Une fois de retour au pays, les migrants continuent d’être encadrés par l’OIM. “Notre priorité c’est le soutien psychologique, identifier et fournir une assistance immédiate aux plus vulnérables”, explique le Dr Boubacar Seybou, chef de mission au Cameroun où 250 migrants ont été rapatriés de Libye la semaine dernière.

“Avec l’appui du ministère des Affaires sociales camerounais, nous avons mis en place une équipe d’une vingtaine de psychologues et d’assistants sociaux qui ont passé la nuit et la matinée [après leur arrivée] à fournir une assistance immédiate, incluant le relais vers le centre hospitalier des femmes enceintes et des malades”, ajoute-t-il. Un peu d’argent de poche a également été distribué pour parer au plus urgent.

>> À lire sur InfoMigrants : Libye: quels sont les centres de rétention qui seront vidés ?

S’ensuit l’aide à la réinsertion lorsque les rescapés commencent à regagner leurs familles. Plan d’affaires pour créer une entreprise, formation professionnelle, soutien médical, assistance pour payer un loyer… cette aide prend plusieurs formes possible”, indique Sara Abbas. Ils sont déjà, dit-elle, plus de 4500 à en avoir bénéficié cette année.

Au total au 2 novembre 2017, l’OIM avait rapatrié 10 602 migrants depuis la Libye vers 24 pays d’origine. Il y a aussi ceux qui sont récupérés au Niger : “On en dénombre 6 000 supplémentaires. Ils ont généralement repassé la frontière depuis la Libye et se trouvent dans notre grand centre à Agadez.
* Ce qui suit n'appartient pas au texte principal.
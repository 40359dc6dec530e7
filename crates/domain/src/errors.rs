//! Error types used throughout the application

use serde::{Deserialize, Serialize};
use thiserror::Error;

/// Main error type for Planboard
#[derive(Error, Debug, Serialize, Deserialize)]
#[serde(tag = "type", content = "message")]
pub enum PlanboardError {
    #[error("Invalid date: {0}")]
    InvalidDate(String),

    #[error("Task source error: {0}")]
    Source(String),

    #[error("Configuration error: {0}")]
    Config(String),

    #[error("Invalid input: {0}")]
    InvalidInput(String),

    #[error("Internal error: {0}")]
    Internal(String),
}

/// Result type alias for Planboard operations
pub type Result<T> = std::result::Result<T, PlanboardError>;
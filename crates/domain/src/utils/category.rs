//! Category-name and project-code heuristics.
//!
//! Catalog categories are free-text typed by operators, so out-of-office
//! detection falls back to a substring scan when the explicit task flag is
//! absent. Project codes arrive in mixed case from different endpoints and
//! are uppercased before any comparison.

use crate::constants::OUT_OF_OFFICE_MARKER;

/// Case-insensitive check for the out-of-office marker in a category name.
pub fn is_out_of_office_category(name: &str) -> bool {
    name.to_lowercase().contains(OUT_OF_OFFICE_MARKER)
}

/// Canonical form of a project code for comparisons and cache lookups.
pub fn normalize_code(code: &str) -> String {
    code.trim().to_uppercase()
}
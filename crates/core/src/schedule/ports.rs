//! Port interfaces for the scheduling engine's collaborators.
//!
//! The engine supplies ordering and density only; fetching tasks, rendering
//! cards and the host calendar widget live behind these traits.

use async_trait::async_trait;
use chrono::{Local, NaiveDate};
use planboard_domain::{Result, Task};
use serde::{Deserialize, Serialize};

/// One all-day event handed to the host calendar widget: one per task,
/// `start` = the task's canonical date.
#[derive(Debug, Clone, PartialEq, Eq, Serialize, Deserialize)]
pub struct CalendarEvent {
    pub id: String,
    pub title: String,
    pub start: NaiveDate,
    pub all_day: bool,
}

/// Current view window reported by the host calendar widget.
#[derive(Debug, Clone, PartialEq, Eq, Serialize, Deserialize)]
pub struct CalendarViewInfo {
    pub view_type: String,
    pub active_start: NaiveDate,
    pub active_end: NaiveDate,
}

/// Trait for fetching the task list from the upstream project service.
#[async_trait]
pub trait TaskSource: Send + Sync {
    /// Fetch the full task list for the visible range.
    async fn fetch_tasks(&self) -> Result<Vec<Task>>;
}

/// Trait for the host calendar widget consuming engine output.
pub trait CalendarHost: Send + Sync {
    /// Replace the widget's event set.
    fn set_events(&self, events: Vec<CalendarEvent>);

    /// Move the widget to the given `YYYY-MM-DD` date.
    fn goto_date(&self, date: &str);

    /// Report the widget's current view window.
    fn view(&self) -> CalendarViewInfo;
}

/// Trait for the task-card renderer.
///
/// The engine never produces markup; it tells the renderer the per-day order
/// and whether the day is dense enough for the compact layout.
pub trait CardRenderer: Send + Sync {
    /// Rendered card type (DOM handle, virtual node, test string, ...).
    type Card;

    /// Render one task card.
    fn render_card(&self, task: &Task, dense: bool) -> Self::Card;
}

/// Local-date source injected into the engine (the "today" fallback).
pub trait Clock: Send + Sync {
    /// Today's date in the local calendar.
    fn today(&self) -> NaiveDate;
}

/// System clock: the local calendar date of "now".
#[derive(Debug, Clone, Copy, Default)]
pub struct SystemClock;

impl Clock for SystemClock {
    fn today(&self) -> NaiveDate {
        Local::now().date_naive()
    }
}

/// Fixed clock for deterministic builds in tests.
#[derive(Debug, Clone, Copy)]
pub struct FixedClock(pub NaiveDate);

impl Clock for FixedClock {
    fn today(&self) -> NaiveDate {
        self.0
    }
}
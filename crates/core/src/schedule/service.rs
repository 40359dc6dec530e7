//! Schedule refresh service - fetch, build, notify once.
//!
//! The front-end this replaces re-synced its model and view through a
//! cascade of nested deferred timers racing to adjust the same widget. Here
//! a burst of triggers is deferred one scheduling turn and collapsed into a
//! single recompute-then-notify step: the build itself is synchronous, and
//! the host hears about it exactly once.

use std::sync::atomic::{AtomicBool, Ordering};
use std::sync::Arc;

use parking_lot::Mutex;
use planboard_domain::{BuildOptions, CalendarStructure, Result};
use tracing::debug;

use super::ports::{CalendarHost, TaskSource};
use super::view::{events_for, CalendarView};

/// Drives the host calendar widget from the task source.
///
/// Successive refreshes are totally ordered by call order; the most recent
/// snapshot is authoritative and superseded snapshots must be discarded by
/// callers, never merged.
pub struct ScheduleService {
    source: Arc<dyn TaskSource>,
    host: Arc<dyn CalendarHost>,
    view: CalendarView,
    options: Mutex<BuildOptions>,
    refresh_pending: AtomicBool,
    current: Mutex<Option<Arc<CalendarStructure>>>,
}

impl ScheduleService {
    /// Create a new schedule service.
    pub fn new(
        source: Arc<dyn TaskSource>,
        host: Arc<dyn CalendarHost>,
        view: CalendarView,
    ) -> Self {
        Self {
            source,
            host,
            view,
            options: Mutex::new(BuildOptions::default()),
            refresh_pending: AtomicBool::new(false),
            current: Mutex::new(None),
        }
    }

    /// Replace the build options used by subsequent refreshes.
    pub fn set_options(&self, options: BuildOptions) {
        *self.options.lock() = options;
    }

    /// Latest built snapshot, if any.
    pub fn structure(&self) -> Option<Arc<CalendarStructure>> {
        self.current.lock().clone()
    }

    /// Fetch, rebuild and notify the host exactly once.
    ///
    /// # Errors
    /// `Source` when the task fetch fails; the build itself cannot fail.
    pub async fn refresh(&self) -> Result<Arc<CalendarStructure>> {
        let tasks = self.source.fetch_tasks().await?;
        let options = self.options.lock().clone();

        // The build is synchronous and never suspends
        let structure = Arc::new(self.view.build(&tasks, &options));

        *self.current.lock() = Some(Arc::clone(&structure));
        self.host.set_events(events_for(&structure));

        Ok(structure)
    }

    /// Coalescing trigger for reactive callers.
    ///
    /// The first trigger in a scheduling turn schedules one deferred
    /// rebuild; triggers arriving while it is pending are absorbed. The host
    /// is notified once, after the rebuild - never per-trigger.
    pub async fn request_refresh(&self) -> Result<()> {
        if self.refresh_pending.swap(true, Ordering::SeqCst) {
            debug!("refresh already pending; trigger absorbed");
            return Ok(());
        }

        // Defer one scheduling turn so a burst of triggers from the
        // reactivity layer collapses into a single rebuild
        tokio::task::yield_now().await;
        self.refresh_pending.store(false, Ordering::SeqCst);

        self.refresh().await.map(|_| ())
    }

    /// Restrict subsequent builds to the two-week preview around `iso_week`
    /// (`"YYYY-Www"`) and point the widget at that week's Monday.
    ///
    /// # Errors
    /// `InvalidDate` for a malformed week identifier.
    pub fn focus_preview(&self, iso_week: &str) -> Result<()> {
        let keys = CalendarView::preview_week_keys(iso_week)?;
        self.host.goto_date(&keys[1]);
        self.options.lock().weeks_to_show = Some(keys.to_vec());
        Ok(())
    }
}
On leur apporte de l’aide, un hébergement ou encore de la nourriture”, précise Sara Abbas.

Qui des ghettos et des marchés aux esclaves?

Si l’OIM est fière d’intensifier ses évacuations humanitaires de la Libye, celles-ci ne concernent que des migrants détenus dans des centres de rétention sous giron des autorités. L’OIM et le Haut-commissariat de l'ONU aux réfugiés (HCR) ont promis de vider ces centres qui seraient au nombre de 30 environ. En revanche, les migrants en proie aux ghettos et aux marchés d’esclaves continuent d’être livrés à eux-mêmes, l’OIM n’ayant pas de contact avec les responsables.

“Notre but à partir de maintenant ça va être de toucher plus de migrants [bloqués en Libye], ceux qui sont dans des centres informels”, précise Sara Abbas.

>> À lire sur InfoMigrants : Le HCR va ouvrir un "centre de transit et de départ" en Libye

Outre l’OIM, le HRC aussi organise des évacuations. “On a réussi à faire sortir 1000 personnes des prisons cette année. Ce sont principalement ceux qui ont un besoin de protection”, indique Céline Schmitt, porte-parole du HRC France. Mais elles concernent les réfugiés et demandeurs d’asile que nous dirigeons vers l’Europe.

Accueillis dans l’un des deux centres du HRC en Libye ou au Niger, les migrants peuvent, depuis peu, déposer leur demande d’asile pour la France ou l’Italie. Le HCR demande aux pays Européens d’ouvrir au moins 40 000 places pour les évacués de Libye. La France accueillera ses 25 premiers évacués en janvier prochain.